| WHAT YOU NEED TO DO |
In the data that follows, determine how many lines contain the word "PointMass", and give only that number.

== MATERIAL PROVIDED ==

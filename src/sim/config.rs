use serde::{Deserialize, Serialize};

use crate::dynamics::state::{KinematicState, G0};
use crate::error::{Result, SimError};
use crate::physics::DragModel;

// ---------------------------------------------------------------------------
// Simulation configuration
// ---------------------------------------------------------------------------

/// Launch conditions, environment, projectile and step size for one run.
///
/// Missing fields in a JSON config take the values of [`Default`], which are
/// the parameter form defaults (a ping-pong ball thrown at 6 m/s).
#[derive(Debug, Clone, PartialEq, Serialize, Deserialize)]
#[serde(default)]
pub struct SimulationConfig {
    pub height: f64,           // m, launch altitude
    pub angle: f64,            // deg above horizontal
    pub velocity: f64,         // m/s, launch speed
    pub gravity: f64,          // m/s^2
    pub density: f64,          // kg/m^3, fluid density
    pub area: f64,             // m^2, reference area
    pub drag_coefficient: f64, // dimensionless
    pub mass: f64,             // kg
    pub time_step: f64,        // s
    #[serde(skip_serializing_if = "Option::is_none")]
    pub max_steps: Option<usize>, // hard stop, steps
}

impl Default for SimulationConfig {
    fn default() -> Self {
        Self {
            height: 0.03,
            angle: 45.0,
            velocity: 6.0,
            gravity: G0,
            density: 1.225,
            area: 0.005_026_548_34,
            drag_coefficient: 0.47,
            mass: 0.0027,
            time_step: 0.01,
            max_steps: None,
        }
    }
}

impl SimulationConfig {
    pub fn builder() -> SimulationConfigBuilder {
        SimulationConfigBuilder::new()
    }

    /// Parse a JSON config document.
    pub fn from_json(text: &str) -> Result<Self> {
        Ok(serde_json::from_str(text)?)
    }

    /// Load a JSON config file.
    pub fn from_json_file(path: &str) -> Result<Self> {
        let text = std::fs::read_to_string(path)?;
        Self::from_json(&text)
    }

    pub fn drag_model(&self) -> DragModel {
        DragModel::new(self.density, self.area, self.drag_coefficient)
    }

    pub fn initial_state(&self) -> KinematicState {
        KinematicState::launch(self.height, self.angle, self.velocity)
    }

    /// Check every precondition the integrator relies on.
    ///
    /// Mass and time step must be strictly positive, gravity must pull down,
    /// and the launch must start at or above the ground.
    pub fn validate(&self) -> Result<()> {
        let fields = [
            ("height", self.height),
            ("angle", self.angle),
            ("velocity", self.velocity),
            ("gravity", self.gravity),
            ("density", self.density),
            ("area", self.area),
            ("drag_coefficient", self.drag_coefficient),
            ("mass", self.mass),
            ("time_step", self.time_step),
        ];
        for (name, value) in fields {
            if !value.is_finite() {
                return Err(SimError::invalid(name, format!("must be finite, got {value}")));
            }
        }

        let non_negative = [
            ("height", self.height),
            ("velocity", self.velocity),
            ("density", self.density),
            ("area", self.area),
            ("drag_coefficient", self.drag_coefficient),
        ];
        for (name, value) in non_negative {
            if value < 0.0 {
                return Err(SimError::invalid(name, format!("must be >= 0, got {value}")));
            }
        }

        let positive = [
            ("gravity", self.gravity),
            ("mass", self.mass),
            ("time_step", self.time_step),
        ];
        for (name, value) in positive {
            if value <= 0.0 {
                return Err(SimError::invalid(name, format!("must be > 0, got {value}")));
            }
        }

        if self.max_steps == Some(0) {
            return Err(SimError::invalid("max_steps", "must allow at least one step"));
        }

        Ok(())
    }
}

// ---------------------------------------------------------------------------
// Config builder
// ---------------------------------------------------------------------------

pub struct SimulationConfigBuilder {
    config: SimulationConfig,
}

impl SimulationConfigBuilder {
    pub fn new() -> Self {
        Self { config: SimulationConfig::default() }
    }

    pub fn height(mut self, v: f64) -> Self { self.config.height = v; self }
    pub fn angle(mut self, v: f64) -> Self { self.config.angle = v; self }
    pub fn velocity(mut self, v: f64) -> Self { self.config.velocity = v; self }
    pub fn gravity(mut self, v: f64) -> Self { self.config.gravity = v; self }
    pub fn density(mut self, v: f64) -> Self { self.config.density = v; self }
    pub fn area(mut self, v: f64) -> Self { self.config.area = v; self }
    pub fn drag_coefficient(mut self, v: f64) -> Self { self.config.drag_coefficient = v; self }
    pub fn mass(mut self, v: f64) -> Self { self.config.mass = v; self }
    pub fn time_step(mut self, v: f64) -> Self { self.config.time_step = v; self }
    pub fn max_steps(mut self, v: usize) -> Self { self.config.max_steps = Some(v); self }

    /// Finish and validate.
    pub fn build(self) -> Result<SimulationConfig> {
        self.config.validate()?;
        Ok(self.config)
    }
}

impl Default for SimulationConfigBuilder {
    fn default() -> Self {
        Self::new()
    }
}

// ---------------------------------------------------------------------------
// Preset configurations
// ---------------------------------------------------------------------------

pub mod presets {
    use super::*;

    pub const NAMES: [&str; 4] = ["ping-pong", "golf", "vertical", "vacuum"];

    /// Parameter form defaults: 40 mm ping-pong ball thrown at 6 m/s.
    pub fn ping_pong() -> SimulationConfig {
        SimulationConfig::default()
    }

    /// Driven golf ball, 42.67 mm diameter, 45.93 g.
    pub fn golf() -> SimulationConfig {
        SimulationConfig {
            height: 0.0,
            angle: 12.0,
            velocity: 70.0,
            area: 0.001_430,
            drag_coefficient: 0.25,
            mass: 0.045_93,
            time_step: 0.001,
            ..SimulationConfig::default()
        }
    }

    /// Ping-pong ball shot straight up.
    pub fn vertical() -> SimulationConfig {
        SimulationConfig {
            height: 0.0,
            angle: 90.0,
            velocity: 10.0,
            ..SimulationConfig::default()
        }
    }

    /// Same launch as the ping-pong ball with the air removed.
    pub fn vacuum() -> SimulationConfig {
        SimulationConfig {
            density: 0.0,
            ..SimulationConfig::default()
        }
    }

    pub fn by_name(name: &str) -> Option<SimulationConfig> {
        match name {
            "ping-pong" => Some(ping_pong()),
            "golf" => Some(golf()),
            "vertical" => Some(vertical()),
            "vacuum" => Some(vacuum()),
            _ => None,
        }
    }
}

#[cfg(test)]
mod tests {
    use super::*;

    fn field_of(err: SimError) -> &'static str {
        match err {
            SimError::InvalidConfiguration { field, .. } => field,
            other => panic!("expected InvalidConfiguration, got {other}"),
        }
    }

    #[test]
    fn defaults_are_valid() {
        assert!(SimulationConfig::default().validate().is_ok());
    }

    #[test]
    fn zero_mass_rejected() {
        let err = SimulationConfig::builder().mass(0.0).build().unwrap_err();
        assert_eq!(field_of(err), "mass");
    }

    #[test]
    fn non_positive_time_step_rejected() {
        for dt in [0.0, -0.01] {
            let err = SimulationConfig::builder().time_step(dt).build().unwrap_err();
            assert_eq!(field_of(err), "time_step");
        }
    }

    #[test]
    fn non_positive_gravity_rejected() {
        let err = SimulationConfig::builder().gravity(0.0).build().unwrap_err();
        assert_eq!(field_of(err), "gravity");
    }

    #[test]
    fn negative_height_rejected() {
        let err = SimulationConfig::builder().height(-1.0).build().unwrap_err();
        assert_eq!(field_of(err), "height");
    }

    #[test]
    fn nan_rejected_before_sign_checks() {
        let err = SimulationConfig::builder().density(f64::NAN).build().unwrap_err();
        assert_eq!(field_of(err), "density");
    }

    #[test]
    fn zero_step_budget_rejected() {
        let err = SimulationConfig::builder().max_steps(0).build().unwrap_err();
        assert_eq!(field_of(err), "max_steps");
    }

    #[test]
    fn json_missing_fields_take_defaults() {
        let cfg = SimulationConfig::from_json(r#"{ "angle": 60.0, "velocity": 8.0 }"#).unwrap();
        assert_eq!(cfg.angle, 60.0);
        assert_eq!(cfg.velocity, 8.0);
        assert_eq!(cfg.mass, 0.0027);
        assert_eq!(cfg.max_steps, None);
    }

    #[test]
    fn malformed_json_is_config_error() {
        let err = SimulationConfig::from_json("{ angle: }").unwrap_err();
        assert!(matches!(err, SimError::Config(_)));
    }

    #[test]
    fn presets_are_valid() {
        for name in presets::NAMES {
            let cfg = presets::by_name(name).unwrap();
            assert!(cfg.validate().is_ok(), "preset {name} should validate");
        }
        assert!(presets::by_name("cannonball").is_none());
        assert!(presets::vacuum().drag_model().is_vacuum());
    }
}
pub mod point_mass;
pub mod state;

pub use point_mass::{acceleration, PointMass};
pub use state::{KinematicState, Sample};
use std::iter::FusedIterator;

use crate::dynamics::point_mass::PointMass;
use crate::dynamics::state::{KinematicState, Sample};
use crate::error::{Result, SimError};
use crate::sim::config::SimulationConfig;
use crate::sim::integrator::euler_step;
use crate::sim::sink::SampleSink;

// ---------------------------------------------------------------------------
// Lazy trajectory
// ---------------------------------------------------------------------------

#[derive(Debug, Clone, Copy, PartialEq, Eq)]
enum Phase {
    Launch,
    Running,
    Terminated,
}

/// Pull-based trajectory: one sample per `next()`, starting with the launch
/// point and ending with the first sample below the ground.
///
/// After the landing sample or an error the iterator is exhausted.
#[derive(Debug, Clone)]
pub struct Samples {
    body: PointMass,
    dt: f64,
    max_steps: Option<usize>,
    state: KinematicState,
    step: usize,
    phase: Phase,
}

impl Samples {
    fn new(config: &SimulationConfig) -> Self {
        Self {
            body: PointMass::from_config(config),
            dt: config.time_step,
            max_steps: config.max_steps,
            state: config.initial_state(),
            step: 0,
            phase: Phase::Launch,
        }
    }

    /// Current kinematic state (the most recently emitted sample's state).
    pub fn state(&self) -> &KinematicState {
        &self.state
    }

    /// The most recently emitted sample.
    pub fn current(&self) -> Sample {
        Sample::new(self.step, self.dt, &self.state)
    }

    pub fn is_terminated(&self) -> bool {
        self.phase == Phase::Terminated
    }

    fn advance(&mut self) -> Result<Sample> {
        if let Some(limit) = self.max_steps {
            if self.step >= limit {
                return Err(SimError::StepBudgetExceeded { limit });
            }
        }

        let next = euler_step(&self.state, &self.body, self.dt);
        self.step += 1;
        if !next.is_finite() {
            return Err(SimError::NonFiniteResult { step: self.step });
        }
        // x never feeds back into the dynamics, so a step that leaves altitude
        // and velocity unchanged will repeat forever.
        if next.pos.y == self.state.pos.y && next.vel == self.state.vel {
            return Err(SimError::Stalled { step: self.step });
        }

        self.state = next;
        Ok(Sample::new(self.step, self.dt, &self.state))
    }
}

impl Iterator for Samples {
    type Item = Result<Sample>;

    fn next(&mut self) -> Option<Self::Item> {
        let item = match self.phase {
            Phase::Terminated => return None,
            Phase::Launch => Ok(Sample::new(0, self.dt, &self.state)),
            Phase::Running => self.advance(),
        };

        self.phase = match &item {
            Ok(sample) if !sample.is_below_ground() => Phase::Running,
            _ => Phase::Terminated,
        };
        Some(item)
    }
}

impl FusedIterator for Samples {}

/// Validate the config and start a fresh trajectory.
///
/// Every call restarts from the launch point.
pub fn integrate(config: &SimulationConfig) -> Result<Samples> {
    config.validate()?;
    Ok(Samples::new(config))
}

// ---------------------------------------------------------------------------
// Full simulation
// ---------------------------------------------------------------------------

/// Summary of a completed run.
#[derive(Debug, Clone, Copy)]
pub struct Outcome {
    /// Integration steps taken (samples minus the launch point).
    pub steps: usize,
    /// First sample below the ground.
    pub landing: Sample,
}

impl Outcome {
    pub fn flight_time(&self) -> f64 {
        self.landing.time
    }
}

/// Run from launch to ground impact and return the whole trajectory.
pub fn simulate(config: &SimulationConfig) -> Result<Vec<Sample>> {
    integrate(config)?.collect()
}

/// Run from launch to ground impact, handing each sample to `sink`.
///
/// `finish` is called once the landing sample has been delivered. On error
/// the samples already delivered stay with the sink and `finish` is skipped.
pub fn simulate_with<S: SampleSink + ?Sized>(
    config: &SimulationConfig,
    sink: &mut S,
) -> Result<Outcome> {
    let mut samples = integrate(config)?;
    for sample in &mut samples {
        sink.accept(&sample?);
    }

    let landing = samples.current();
    let outcome = Outcome {
        steps: landing.step,
        landing,
    };
    sink.finish(&outcome);
    Ok(outcome)
}

// ---------------------------------------------------------------------------
// Tests
// ---------------------------------------------------------------------------

#[cfg(test)]
mod tests {
    use super::*;
    use crate::sim::sink::Recorder;

    fn ping_pong() -> SimulationConfig {
        SimulationConfig::default()
    }

    #[test]
    fn starts_at_launch_point() {
        let first = integrate(&ping_pong()).unwrap().next().unwrap().unwrap();
        assert_eq!(first.step, 0);
        assert_eq!(first.time, 0.0);
        assert_eq!(first.x(), 0.0);
        assert_eq!(first.y(), 0.03);
    }

    #[test]
    fn ends_with_first_sample_below_ground() {
        let traj = simulate(&ping_pong()).unwrap();
        let (last, rest) = traj.split_last().unwrap();
        assert!(last.y() < 0.0);
        assert!(rest.iter().all(|s| s.y() >= 0.0));
    }

    #[test]
    fn exhausted_after_landing() {
        let mut it = integrate(&ping_pong()).unwrap();
        while let Some(s) = it.next() {
            s.unwrap();
        }
        assert!(it.is_terminated());
        assert!(it.next().is_none());
        assert!(it.state().pos.y < 0.0);
        assert_eq!(it.current().step, 66);
    }

    #[test]
    fn each_call_restarts() {
        let cfg = ping_pong();
        let a = simulate(&cfg).unwrap();
        let b = simulate(&cfg).unwrap();
        assert_eq!(a, b);
    }

    #[test]
    fn ground_launch_with_no_upward_speed_lands_after_one_step() {
        let cfg = SimulationConfig {
            height: 0.0,
            velocity: 0.0,
            ..ping_pong()
        };
        let traj = simulate(&cfg).unwrap();
        assert_eq!(traj.len(), 2);
        assert_eq!(traj[0].y(), 0.0);
        assert!(traj[1].y() < 0.0);
    }

    #[test]
    fn ground_level_launch_does_not_stop_immediately() {
        let cfg = SimulationConfig {
            height: 0.0,
            ..ping_pong()
        };
        let traj = simulate(&cfg).unwrap();
        assert!(traj.len() > 10);
    }

    #[test]
    fn step_budget_is_reported() {
        let cfg = SimulationConfig {
            max_steps: Some(5),
            ..ping_pong()
        };
        let results: Vec<_> = integrate(&cfg).unwrap().collect();
        assert_eq!(results.len(), 7);
        assert!(results[..6].iter().all(|r| r.is_ok()));
        assert!(matches!(
            results[6],
            Err(SimError::StepBudgetExceeded { limit: 5 })
        ));
    }

    #[test]
    fn budget_large_enough_is_not_hit() {
        let cfg = SimulationConfig {
            max_steps: Some(66),
            ..ping_pong()
        };
        assert_eq!(simulate(&cfg).unwrap().len(), 67);
    }

    #[test]
    fn overflowing_state_is_reported() {
        // drag^2 overflows to infinity on the first step
        let cfg = SimulationConfig {
            velocity: 1e200,
            ..ping_pong()
        };
        let results: Vec<_> = integrate(&cfg).unwrap().collect();
        assert_eq!(results.len(), 2);
        assert!(matches!(results[1], Err(SimError::NonFiniteResult { step: 1 })));
    }

    #[test]
    fn altitude_too_large_for_the_time_step_stalls() {
        // drag pins the speed at terminal velocity and y + vy*dt rounds back to y
        let cfg = SimulationConfig {
            height: 1e20,
            ..ping_pong()
        };
        let results: Vec<_> = integrate(&cfg).unwrap().collect();
        let (last, rest) = results.split_last().unwrap();
        assert!(rest.iter().all(|r| r.is_ok()));
        assert!(matches!(last, Err(SimError::Stalled { .. })));
        assert!(results.len() < 100_000);
    }

    #[test]
    fn vanishing_time_step_stalls_on_first_step() {
        let cfg = SimulationConfig {
            time_step: 1e-300,
            ..ping_pong()
        };
        let mut it = integrate(&cfg).unwrap();
        assert_eq!(it.next().unwrap().unwrap().step, 0);
        assert!(matches!(it.next(), Some(Err(SimError::Stalled { step: 1 }))));
        assert!(it.is_terminated());
        assert!(it.next().is_none());
    }

    #[test]
    fn invalid_config_fails_before_any_sample() {
        let cfg = SimulationConfig {
            mass: 0.0,
            ..ping_pong()
        };
        assert!(matches!(
            integrate(&cfg),
            Err(SimError::InvalidConfiguration { field: "mass", .. })
        ));
    }

    #[test]
    fn sink_sees_every_sample_then_finish() {
        let cfg = ping_pong();
        let mut rec = Recorder::new();
        let outcome = simulate_with(&cfg, &mut rec).unwrap();
        assert!(rec.finished);
        assert_eq!(rec.samples, simulate(&cfg).unwrap());
        assert_eq!(outcome.steps + 1, rec.samples.len());
        assert_eq!(outcome.landing, *rec.samples.last().unwrap());
        assert!((outcome.flight_time() - 0.66).abs() < 1e-12);
    }

    #[test]
    fn sink_not_finished_on_error() {
        let cfg = SimulationConfig {
            max_steps: Some(3),
            ..ping_pong()
        };
        let mut rec = Recorder::new();
        assert!(simulate_with(&cfg, &mut rec).is_err());
        assert!(!rec.finished);
        assert_eq!(rec.samples.len(), 4);
    }
}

===

| RESPONSE |
4